● **WHAT IS EXPECTED**
Go over the data and keep only the lines that include "state".

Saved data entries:
--------

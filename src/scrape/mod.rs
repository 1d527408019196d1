//! The generic scrape loop and the capability interface each target implements.

pub mod engine;
pub mod errors;

use async_trait::async_trait;

use crate::record::{IdentityKey, NormalizedRecord, RawRecord};
use crate::transport::{Page, Transport};

pub use engine::{Engine, RunSummary, ScrapeOptions};
pub use errors::{RowError, ScrapeError};

/// What to do with a list row that does not have the expected structure.
#[derive(Debug, Clone, Copy, PartialEq, Eq, clap::ValueEnum)]
pub enum RowPolicy {
    /// Log the row, count it and continue with the next one.
    Skip,
    /// Stop the run with a parse error naming the row.
    Fail,
}

/// What to do when fetching or parsing a detail page fails.
#[derive(Debug, Clone, Copy, PartialEq, Eq, clap::ValueEnum)]
pub enum DetailPolicy {
    /// Store the record with the fields from its list row only.
    KeepPartial,
    /// Leave the record out; a later run fetches it again.
    Drop,
    /// Stop the run.
    Abort,
}

/// Rows parsed from one list page: the outer error means the page itself is
/// unusable, an inner one that a single row is.
pub type ParsedRows = Vec<Result<RawRecord, RowError>>;

/// Site-specific capabilities driven by [`Engine`].
///
/// Navigation methods take `&mut self` because postback-driven portals carry
/// the form state of the last page they served into the next request.
#[async_trait]
pub trait Target: Send + Sync {
    /// Short name, also used for the default cache and export file names.
    fn name(&self) -> &'static str;

    /// Entry page of the search portal.
    fn portal_url(&self) -> &'static str;

    /// Columns appended to the common export schema.
    fn extra_columns(&self) -> &'static [&'static str] {
        &[]
    }

    /// Highest list page to fetch within one partition.
    fn page_limit(&self) -> u32 {
        u32::MAX
    }

    /// Whether any list page can be requested directly, as opposed to only
    /// the one after the last page served.
    fn seekable(&self) -> bool {
        false
    }

    fn has_detail(&self) -> bool {
        false
    }

    /// Persist the store after this many new records.
    fn persist_interval(&self) -> usize {
        1
    }

    fn row_policy(&self) -> RowPolicy {
        RowPolicy::Skip
    }

    fn detail_policy(&self) -> DetailPolicy {
        DetailPolicy::Abort
    }

    /// Fields the detail page is more authoritative for than the list row.
    /// Never part of the identity key.
    fn detail_overrides(&self) -> &'static [&'static str] {
        &[]
    }

    /// Establish session state, typically by submitting the search form.
    async fn prepare(&mut self, _transport: &dyn Transport) -> Result<(), ScrapeError> {
        Ok(())
    }

    /// Independent searches to run in order. A single unnamed partition
    /// unless the portal can only be searched piecewise.
    async fn partitions(&mut self, _transport: &dyn Transport) -> Result<Vec<String>, ScrapeError> {
        Ok(vec![String::new()])
    }

    /// List page `page` (1-based) of `partition`, or `None` once the portal
    /// offers no further page.
    async fn fetch_list_page(
        &mut self,
        transport: &dyn Transport,
        partition: &str,
        page: u32,
    ) -> Result<Option<Page>, ScrapeError>;

    fn parse_rows(&self, page: &Page, page_number: u32) -> Result<ParsedRows, ScrapeError>;

    fn identity_key(&self, record: &RawRecord) -> IdentityKey;

    /// Fields from the detail page of `record`, merged into it by the engine.
    async fn fetch_detail(
        &mut self,
        _transport: &dyn Transport,
        _record: &RawRecord,
    ) -> Result<RawRecord, ScrapeError> {
        Ok(RawRecord::new())
    }

    fn format_record(&self, record: &RawRecord) -> NormalizedRecord;
}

--------

● **REPLY**
/// the form state of the last page they served into the next request.
    /// Establish session state, typically by submitting the search form.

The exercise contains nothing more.